I am reading a lot of tutorials that state two things.
- "[Replacing fully connected layers with convolutional layers] casts them into fully convolutional networks that take input of any size and output classification maps." Fully Convolutional Networks for Semantic Segmentation, Shelhamer et al.
- A traditional CNN can't do this because it has a fully connected layer and it's shape is decided by the input image size.
Based on these statements, my questions are the following?
- Whenever I've made a FCN, I could only get it to work with a fixed dimension of input images for both training and testing. But in the paper's abstract, they note: "Our key insight is to build “fully convolutional” networks that take input of arbitrary size and produce correspondingly-sized output with efficient inference and learning." How is this possible the first layer has a fixed number of weights, and an input image of different sizes would not properly link to these weights.
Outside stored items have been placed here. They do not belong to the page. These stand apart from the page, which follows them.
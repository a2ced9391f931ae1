//! Mapping resolution and sub-property recursion

use crate::analysis::classify::{classify, MatchKind, TypeClass};
use crate::analysis::filter::MemberFilter;
use crate::analysis::inheritance::full_member_list;
use crate::analysis::template::{Counters, Template};
use crate::model::SemanticModel;
use crate::profile::{CompiledMapping, CompiledProfile};
use crate::schema::{ClassDeclaration, MemberDeclaration, TypeDescriptor};

/// Which template family renders a member
#[derive(Debug, Clone, Copy, PartialEq, Eq)]
pub enum TemplateSlot {
    /// Profile mappings, then the fallback
    Mappings,
    /// The profile's sub-property template, mappings ignored
    SubProperty,
}

/// Renders members through a compiled profile
pub struct MappingResolver<'a> {
    profile: &'a CompiledProfile,
    model: &'a SemanticModel,
    filter: &'a MemberFilter,
}

impl<'a> MappingResolver<'a> {
    pub fn new(
        profile: &'a CompiledProfile,
        model: &'a SemanticModel,
        filter: &'a MemberFilter,
    ) -> Self {
        Self {
            profile,
            model,
            filter,
        }
    }

    /// The mapping that applies to a member, if any
    ///
    /// Exact type matches are preferred over generic-shape matches; within
    /// each tier the first mapping in profile order wins.
    pub fn select(&self, member: &MemberDeclaration) -> Option<&'a CompiledMapping> {
        let mut by_shape = None;

        for mapping in &self.profile.mappings {
            if !mapping.accepts(&member.name, member.is_read_only) {
                continue;
            }
            match mapping.pattern.match_kind(&member.ty) {
                Some(MatchKind::Exact) => return Some(mapping),
                Some(MatchKind::Shape) if by_shape.is_none() => by_shape = Some(mapping),
                _ => {}
            }
        }

        by_shape
    }

    /// Render one member
    pub fn resolve(
        &self,
        member: &MemberDeclaration,
        slot: TemplateSlot,
        counters: &mut Counters,
    ) -> String {
        let mut expanding = Vec::new();
        self.render(member, slot, counters, &mut expanding)
    }

    /// Render one member of `owner`; `owner` counts as already being expanded
    pub fn resolve_in(
        &self,
        owner: &ClassDeclaration,
        member: &MemberDeclaration,
        slot: TemplateSlot,
        counters: &mut Counters,
    ) -> String {
        let mut expanding = vec![owner.full_name.clone()];
        self.render(member, slot, counters, &mut expanding)
    }

    fn template_for(&self, member: &MemberDeclaration, slot: TemplateSlot) -> &'a Template {
        match slot {
            TemplateSlot::SubProperty => &self.profile.sub_property,
            TemplateSlot::Mappings => match self.select(member) {
                Some(mapping) => {
                    tracing::trace!("{}: mapping #{} ({})", member.name, mapping.number, mapping.pattern.as_str());
                    &mapping.template
                }
                None => {
                    tracing::trace!("{}: fallback output for {}", member.name, member.ty);
                    &self.profile.fallback
                }
            },
        }
    }

    fn render(
        &self,
        member: &MemberDeclaration,
        slot: TemplateSlot,
        counters: &mut Counters,
        expanding: &mut Vec<String>,
    ) -> String {
        let template = self.template_for(member, slot);
        if template.uses_sub_properties() {
            tracing::trace!("expanding sub-properties of {}: {}", member.name, member.ty);
        }
        template.expand(member, counters, &mut |counters| {
            self.sub_properties(&member.ty, counters, expanding)
        })
    }

    /// Rendered members of the type behind `ty`, or its element type
    fn sub_properties(
        &self,
        ty: &TypeDescriptor,
        counters: &mut Counters,
        expanding: &mut Vec<String>,
    ) -> Vec<String> {
        let class = classify(ty);
        if !class.has_sub_properties() {
            return Vec::new();
        }
        let target = match class {
            TypeClass::Collection(element) => element,
            _ => ty.clone(),
        };
        if !matches!(classify(&target), TypeClass::Object) {
            return Vec::new();
        }

        let Some(class) = self.model.resolve(&target) else {
            tracing::debug!("unresolved type {}, no sub-properties", target);
            return Vec::new();
        };
        if expanding.iter().any(|name| name == &class.full_name) {
            tracing::debug!("{} is already being expanded", class.full_name);
            return Vec::new();
        }

        expanding.push(class.full_name.clone());
        let entries = full_member_list(self.model, class, self.filter)
            .into_iter()
            .map(|sub| self.render(sub, TemplateSlot::SubProperty, counters, expanding))
            .collect();
        expanding.pop();

        entries
    }
}
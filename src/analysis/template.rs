//! Placeholder substitution
//!
//! Templates are tokenized once when a profile is compiled and expanded per
//! member. Expansion runs left to right, so counter effects follow the order
//! in which placeholders appear.
//!
//! | Placeholder | Expansion |
//! |---|---|
//! | `$name$` | member name |
//! | `$namewithspaces$` | member name split into words |
//! | `$type$` | declared type |
//! | `$incint$` | increment counter, then advance it |
//! | `$repint$` | value last emitted by `$incint$` |
//! | `$subprops$` | rendered sub-properties |
//!
//! `<GRID-PLUS-ROWDEFS>` and `<GRID-PLUS-ROWDEFS-2COLS>` (any case) inside a
//! template open a grid sized to the sub-properties rendered by the template.

use once_cell::sync::Lazy;
use regex::Regex;

use crate::analysis::grouping::Grouping;
use crate::schema::MemberDeclaration;

pub const NAME: &str = "$name$";
pub const NAME_WITH_SPACES: &str = "$namewithspaces$";
pub const TYPE: &str = "$type$";
pub const INCREMENT: &str = "$incint$";
pub const REPEAT: &str = "$repint$";
pub const SUB_PROPERTIES: &str = "$subprops$";

/// Numeric placeholder state for one top-level analysis
#[derive(Debug, Clone, Copy, Default, PartialEq, Eq)]
pub struct Counters {
    /// Next value emitted by `$incint$`
    pub increment: u32,
    /// Value emitted by `$repint$`
    pub repeat: u32,
}

impl Counters {
    pub fn new() -> Self {
        Self::default()
    }

    fn take_increment(&mut self) -> u32 {
        let value = self.increment;
        self.repeat = value;
        self.increment += 1;
        value
    }
}

#[derive(Debug, Clone, PartialEq, Eq)]
enum Segment {
    Literal(String),
    Name,
    NameWithSpaces,
    Type,
    Increment,
    Repeat,
    SubProperties,
    GridOpen(Grouping),
    GridClose(Grouping),
}

const PLACEHOLDERS: &[(&str, Segment)] = &[
    (NAME_WITH_SPACES, Segment::NameWithSpaces),
    (NAME, Segment::Name),
    (TYPE, Segment::Type),
    (INCREMENT, Segment::Increment),
    (REPEAT, Segment::Repeat),
    (SUB_PROPERTIES, Segment::SubProperties),
];

/// A tokenized output template
#[derive(Debug, Clone, PartialEq, Eq)]
pub struct Template {
    source: String,
    segments: Vec<Segment>,
}

impl Template {
    /// Tokenize template text. `\r\n` line breaks become `\n`.
    pub fn parse(text: &str) -> Self {
        let source = text.replace("\r\n", "\n");
        let mut segments = Vec::new();
        let mut literal = String::new();
        let mut rest = source.as_str();

        'scan: while let Some(c) = rest.chars().next() {
            if c == '$' {
                for (token, segment) in PLACEHOLDERS {
                    if rest.starts_with(token) {
                        flush(&mut literal, &mut segments);
                        segments.push(segment.clone());
                        rest = &rest[token.len()..];
                        continue 'scan;
                    }
                }
            } else if c == '<' {
                if let Some((segment, len)) = inline_grid_tag(rest) {
                    flush(&mut literal, &mut segments);
                    segments.push(segment);
                    rest = &rest[len..];
                    continue 'scan;
                }
            }
            literal.push(c);
            rest = &rest[c.len_utf8()..];
        }
        flush(&mut literal, &mut segments);

        Self { source, segments }
    }

    pub fn as_str(&self) -> &str {
        &self.source
    }

    pub fn uses_sub_properties(&self) -> bool {
        self.segments.contains(&Segment::SubProperties)
    }

    /// Expand the template for one member.
    ///
    /// `sub_properties` is called once per `$subprops$` occurrence, at that
    /// point of the expansion, and returns one rendered entry per
    /// sub-property.
    pub fn expand(
        &self,
        member: &MemberDeclaration,
        counters: &mut Counters,
        sub_properties: &mut dyn FnMut(&mut Counters) -> Vec<String>,
    ) -> String {
        enum Piece {
            Text(String),
            Open(Grouping),
        }

        let mut pieces = Vec::with_capacity(self.segments.len());
        let mut rows = 0usize;

        for segment in &self.segments {
            let text = match segment {
                Segment::Literal(text) => text.clone(),
                Segment::Name => member.name.clone(),
                Segment::NameWithSpaces => name_with_spaces(&member.name),
                Segment::Type => member.ty.to_string(),
                Segment::Increment => counters.take_increment().to_string(),
                Segment::Repeat => counters.repeat.to_string(),
                Segment::SubProperties => {
                    let entries = sub_properties(counters);
                    rows += entries.len();
                    if entries.is_empty() {
                        String::new()
                    } else {
                        format!("\n{}\n", entries.join("\n"))
                    }
                }
                Segment::GridOpen(grouping) => {
                    pieces.push(Piece::Open(grouping.clone()));
                    continue;
                }
                Segment::GridClose(grouping) => grouping.close_tag(),
            };
            pieces.push(Piece::Text(text));
        }

        pieces
            .into_iter()
            .map(|piece| match piece {
                Piece::Text(text) => text,
                Piece::Open(grouping) => grouping.open_lines(rows.max(1)).join("\n"),
            })
            .collect()
    }
}

fn flush(literal: &mut String, segments: &mut Vec<Segment>) {
    if !literal.is_empty() {
        segments.push(Segment::Literal(std::mem::take(literal)));
    }
}

/// Match `<GRID-PLUS-ROWDEFS...>` or its closing tag at the start of `text`
fn inline_grid_tag(text: &str) -> Option<(Segment, usize)> {
    let end = text.find('>')?;
    let inner = &text[1..end];
    let (closing, name) = match inner.strip_prefix('/') {
        Some(name) => (true, name),
        None => (false, inner),
    };

    let grouping = Grouping::parse(name);
    if !grouping.is_grid_indicator() {
        return None;
    }

    let segment = if closing {
        Segment::GridClose(grouping)
    } else {
        Segment::GridOpen(grouping)
    };
    Some((segment, end + 1))
}

static ACRONYM_BOUNDARY: Lazy<Option<Regex>> =
    Lazy::new(|| Regex::new(r"([A-Z]+)([A-Z][a-z])").ok());
static WORD_BOUNDARY: Lazy<Option<Regex>> =
    Lazy::new(|| Regex::new(r"([a-z0-9])([A-Z])").ok());

/// `OrderDescription` -> `Order Description`, `HTTPStatus` -> `HTTP Status`
pub fn name_with_spaces(name: &str) -> String {
    let mut text = name.replace('_', " ");
    for re in [&*ACRONYM_BOUNDARY, &*WORD_BOUNDARY].into_iter().flatten() {
        text = re.replace_all(&text, "$1 $2").into_owned();
    }
    text.split_whitespace().collect::<Vec<_>>().join(" ")
}
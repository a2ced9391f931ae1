//! Declarations of additional source files

use std::path::PathBuf;

use super::{FileIndex, SymbolSource};
use crate::error::Result;
use crate::schema::{ClassDeclaration, SymbolOrigin};

/// Index over several source files, searched in the order they were added
#[derive(Debug, Clone, Default)]
pub struct WorkspaceIndex {
    files: Vec<FileIndex>,
}

impl WorkspaceIndex {
    pub fn new() -> Self {
        Self::default()
    }

    pub fn add(&mut self, file: FileIndex) {
        self.files.push(file);
    }

    /// Parse an in-memory source buffer and add it
    pub fn add_source(&mut self, path: impl Into<PathBuf>, source: &str) -> Result<()> {
        let file = FileIndex::parse(path.into(), source, SymbolOrigin::SourceFile)?;
        self.add(file);
        Ok(())
    }

    /// Load files from disk. Files that cannot be read or parsed are skipped
    /// with a warning; their types are then simply unresolved.
    pub fn load<I, P>(paths: I) -> Self
    where
        I: IntoIterator<Item = P>,
        P: Into<PathBuf>,
    {
        let mut workspace = Self::new();
        for path in paths {
            let path = path.into();
            match FileIndex::load(&path, SymbolOrigin::SourceFile) {
                Ok(file) => workspace.add(file),
                Err(e) => tracing::warn!("Skipping additional file {}: {}", path.display(), e),
            }
        }
        workspace
    }

    pub fn is_empty(&self) -> bool {
        self.files.is_empty()
    }

    pub fn len(&self) -> usize {
        self.files.len()
    }
}

impl SymbolSource for WorkspaceIndex {
    fn source_name(&self) -> &str {
        "additional source files"
    }

    fn declarations(&self) -> Box<dyn Iterator<Item = &ClassDeclaration> + '_> {
        Box::new(self.files.iter().flat_map(|file| file.types().iter()))
    }

    fn lookup_full_name(&self, full_name: &str) -> Option<&ClassDeclaration> {
        self.files.iter().find_map(|file| file.lookup_full_name(full_name))
    }

    fn lookup(&self, name: &str) -> Option<&ClassDeclaration> {
        self.files.iter().find_map(|file| file.lookup(name))
    }
}
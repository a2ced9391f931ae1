//! Markup generation from class declarations
//!
//! - [`filter`] decides which members are eligible
//! - [`classify`] buckets declared types and matches mapping type patterns
//! - [`template`] expands placeholders
//! - [`grouping`] wraps member output in a container
//! - [`inheritance`] collects members along the base chain
//! - [`mapping`] picks a template per member and recurses into sub-properties
//! - [`analyzer`] ties it together for a cursor position

pub mod analyzer;
pub mod classify;
pub mod filter;
pub mod grouping;
pub mod inheritance;
pub mod mapping;
pub mod template;

pub use analyzer::ClassAnalyzer;
pub use classify::{classify, MatchKind, TypeClass, TypePattern};
pub use filter::{is_accessible, MemberFilter};
pub use grouping::Grouping;
pub use inheritance::full_member_list;
pub use mapping::{MappingResolver, TemplateSlot};
pub use template::{Counters, Template};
- How exactly does the input image size determine the fully connected layer? I tried looking online, but couldn't find a direct answer.
It seems like you are confusion spatial dimensions (height and width) of an image/feature map, and the "channel dimension" which is the dimension of the information stored per pixel.
An input image can have arbitrary height and width, but will always have a fixed "channel" dimension = 3; That is, each pixel has a fixed dimension of 3, which are the RGB values of the color of each pixel.
Let's denote the input shape as 3xHxW
(3 RGB channels, by height H by width W).
Applying a convolution with kernel_size=5
and output_channel=64
, means that you have 64 filters of size 3x5x5. For each filter you take all overlapping 3x5x5
windows in the image (RGB by 5 by 5 pixels) and output a single number per filter which is the weighted sum of the input RGB values. Doing so for all 64 filters will give you 64 channels per sliding window, or an output feature map of shape 64x(H-4)x(W-4)
.
Additional convolution layer with, say kernel_size=3
and output_channels=128
will have 128 filters of shape 64x3x3
applied to all 3x3 sliding windows in the input feature map os shape 64x(H-4)x(W-4)
resulting with an output feature map of shape 128x(H-6)x(W-6)
.
You can continue in a similar way with additional convolution and even pooling layers.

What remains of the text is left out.